What you are asked to do:
Show each line from the records below in which the word "PageDescriptor" occurs.

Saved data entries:

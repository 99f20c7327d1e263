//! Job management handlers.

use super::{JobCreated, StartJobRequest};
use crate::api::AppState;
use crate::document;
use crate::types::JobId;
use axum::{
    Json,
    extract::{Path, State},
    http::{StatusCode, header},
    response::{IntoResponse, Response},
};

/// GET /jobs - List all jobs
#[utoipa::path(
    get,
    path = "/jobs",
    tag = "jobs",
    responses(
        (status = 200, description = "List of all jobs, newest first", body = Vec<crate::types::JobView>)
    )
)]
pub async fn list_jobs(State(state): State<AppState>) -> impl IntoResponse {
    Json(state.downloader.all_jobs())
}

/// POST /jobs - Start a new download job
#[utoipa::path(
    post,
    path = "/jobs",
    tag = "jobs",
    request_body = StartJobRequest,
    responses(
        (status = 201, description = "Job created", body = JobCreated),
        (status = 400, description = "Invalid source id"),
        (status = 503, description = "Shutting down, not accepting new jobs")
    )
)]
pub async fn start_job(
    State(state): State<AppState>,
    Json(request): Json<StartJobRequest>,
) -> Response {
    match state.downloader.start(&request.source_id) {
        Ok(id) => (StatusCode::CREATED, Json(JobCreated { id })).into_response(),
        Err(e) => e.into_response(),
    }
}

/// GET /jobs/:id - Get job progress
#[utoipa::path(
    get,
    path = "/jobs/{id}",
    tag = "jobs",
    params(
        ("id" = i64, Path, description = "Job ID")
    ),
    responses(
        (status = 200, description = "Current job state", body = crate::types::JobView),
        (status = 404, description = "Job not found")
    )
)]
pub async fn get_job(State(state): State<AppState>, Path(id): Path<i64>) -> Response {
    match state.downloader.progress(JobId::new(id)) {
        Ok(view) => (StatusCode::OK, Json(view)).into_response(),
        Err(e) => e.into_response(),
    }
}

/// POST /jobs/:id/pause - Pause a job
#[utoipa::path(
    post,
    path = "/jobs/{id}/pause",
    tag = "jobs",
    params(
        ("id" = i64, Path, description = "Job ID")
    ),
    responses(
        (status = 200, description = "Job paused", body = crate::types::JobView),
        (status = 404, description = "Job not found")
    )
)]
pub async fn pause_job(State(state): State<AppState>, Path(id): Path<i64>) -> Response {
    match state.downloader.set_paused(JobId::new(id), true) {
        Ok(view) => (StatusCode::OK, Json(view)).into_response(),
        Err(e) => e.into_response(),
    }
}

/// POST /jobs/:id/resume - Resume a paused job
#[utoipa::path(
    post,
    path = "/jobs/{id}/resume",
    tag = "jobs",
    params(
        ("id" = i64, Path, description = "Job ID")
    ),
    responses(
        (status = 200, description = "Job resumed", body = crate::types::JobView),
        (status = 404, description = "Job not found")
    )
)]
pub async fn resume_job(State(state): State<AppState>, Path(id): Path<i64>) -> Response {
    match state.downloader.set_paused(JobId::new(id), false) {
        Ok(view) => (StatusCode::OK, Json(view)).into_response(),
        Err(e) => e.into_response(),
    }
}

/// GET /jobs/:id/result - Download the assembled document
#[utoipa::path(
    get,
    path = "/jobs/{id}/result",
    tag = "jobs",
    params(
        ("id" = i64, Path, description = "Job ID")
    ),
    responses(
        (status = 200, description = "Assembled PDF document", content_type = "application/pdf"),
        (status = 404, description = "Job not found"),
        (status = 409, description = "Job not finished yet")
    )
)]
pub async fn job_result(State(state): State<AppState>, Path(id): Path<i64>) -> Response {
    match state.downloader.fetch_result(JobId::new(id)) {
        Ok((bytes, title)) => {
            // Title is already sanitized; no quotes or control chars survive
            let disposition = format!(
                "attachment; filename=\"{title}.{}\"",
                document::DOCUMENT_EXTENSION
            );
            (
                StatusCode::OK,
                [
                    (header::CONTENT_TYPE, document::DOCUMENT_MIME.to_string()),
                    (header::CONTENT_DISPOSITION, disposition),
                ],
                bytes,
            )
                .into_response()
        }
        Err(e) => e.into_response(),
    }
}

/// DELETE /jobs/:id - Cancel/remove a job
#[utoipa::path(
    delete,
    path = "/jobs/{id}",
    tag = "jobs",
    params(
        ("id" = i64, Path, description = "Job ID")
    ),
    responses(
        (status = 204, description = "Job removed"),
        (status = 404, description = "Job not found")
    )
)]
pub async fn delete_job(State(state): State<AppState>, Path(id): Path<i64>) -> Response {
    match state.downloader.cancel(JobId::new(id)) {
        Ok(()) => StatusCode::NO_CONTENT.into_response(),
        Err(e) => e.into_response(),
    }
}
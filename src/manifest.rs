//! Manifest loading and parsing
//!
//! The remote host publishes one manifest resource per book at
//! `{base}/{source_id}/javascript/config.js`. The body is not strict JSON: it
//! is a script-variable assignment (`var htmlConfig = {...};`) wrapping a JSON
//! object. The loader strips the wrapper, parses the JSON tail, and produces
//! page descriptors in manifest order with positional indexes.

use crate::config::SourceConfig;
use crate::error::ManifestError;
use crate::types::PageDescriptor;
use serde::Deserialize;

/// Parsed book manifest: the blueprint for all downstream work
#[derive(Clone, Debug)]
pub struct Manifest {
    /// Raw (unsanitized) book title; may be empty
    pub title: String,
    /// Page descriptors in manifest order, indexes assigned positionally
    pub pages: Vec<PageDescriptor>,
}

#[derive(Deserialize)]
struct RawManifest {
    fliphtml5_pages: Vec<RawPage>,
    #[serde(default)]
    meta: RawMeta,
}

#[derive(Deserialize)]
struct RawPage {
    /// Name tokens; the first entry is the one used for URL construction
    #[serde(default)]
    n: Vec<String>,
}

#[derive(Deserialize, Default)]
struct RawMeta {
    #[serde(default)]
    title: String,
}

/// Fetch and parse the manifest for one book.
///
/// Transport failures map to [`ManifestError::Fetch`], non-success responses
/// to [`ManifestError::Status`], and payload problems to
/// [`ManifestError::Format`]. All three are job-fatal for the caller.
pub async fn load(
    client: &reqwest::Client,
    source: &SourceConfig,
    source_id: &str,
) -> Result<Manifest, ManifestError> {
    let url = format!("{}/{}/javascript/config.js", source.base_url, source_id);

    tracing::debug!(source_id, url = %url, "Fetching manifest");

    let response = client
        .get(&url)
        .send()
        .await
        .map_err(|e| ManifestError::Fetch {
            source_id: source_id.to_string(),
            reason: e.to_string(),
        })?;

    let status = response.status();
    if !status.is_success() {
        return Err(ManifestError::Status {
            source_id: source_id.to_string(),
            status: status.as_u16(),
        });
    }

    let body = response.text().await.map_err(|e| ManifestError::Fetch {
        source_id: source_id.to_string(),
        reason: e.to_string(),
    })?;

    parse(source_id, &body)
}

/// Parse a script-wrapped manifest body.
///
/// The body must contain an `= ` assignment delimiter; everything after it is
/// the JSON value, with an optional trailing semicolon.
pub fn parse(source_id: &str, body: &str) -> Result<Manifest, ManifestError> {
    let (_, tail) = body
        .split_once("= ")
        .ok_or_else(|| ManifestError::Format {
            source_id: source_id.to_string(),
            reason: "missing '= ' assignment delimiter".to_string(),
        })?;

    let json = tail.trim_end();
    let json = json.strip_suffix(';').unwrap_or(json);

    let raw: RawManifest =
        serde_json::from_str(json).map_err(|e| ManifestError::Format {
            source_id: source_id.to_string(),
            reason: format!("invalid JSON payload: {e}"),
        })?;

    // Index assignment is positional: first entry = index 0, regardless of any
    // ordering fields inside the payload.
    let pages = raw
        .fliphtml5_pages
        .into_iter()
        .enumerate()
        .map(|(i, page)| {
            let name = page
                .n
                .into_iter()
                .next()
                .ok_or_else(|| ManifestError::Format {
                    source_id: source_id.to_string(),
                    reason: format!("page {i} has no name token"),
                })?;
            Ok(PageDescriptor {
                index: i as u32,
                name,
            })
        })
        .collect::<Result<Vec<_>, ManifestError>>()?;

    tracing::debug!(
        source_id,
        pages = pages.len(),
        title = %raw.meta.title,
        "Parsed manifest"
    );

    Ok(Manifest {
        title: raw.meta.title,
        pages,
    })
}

Exercise answer:
use crate::types::PageDescriptor;
    pub pages: Vec<PageDescriptor>,
            Ok(PageDescriptor {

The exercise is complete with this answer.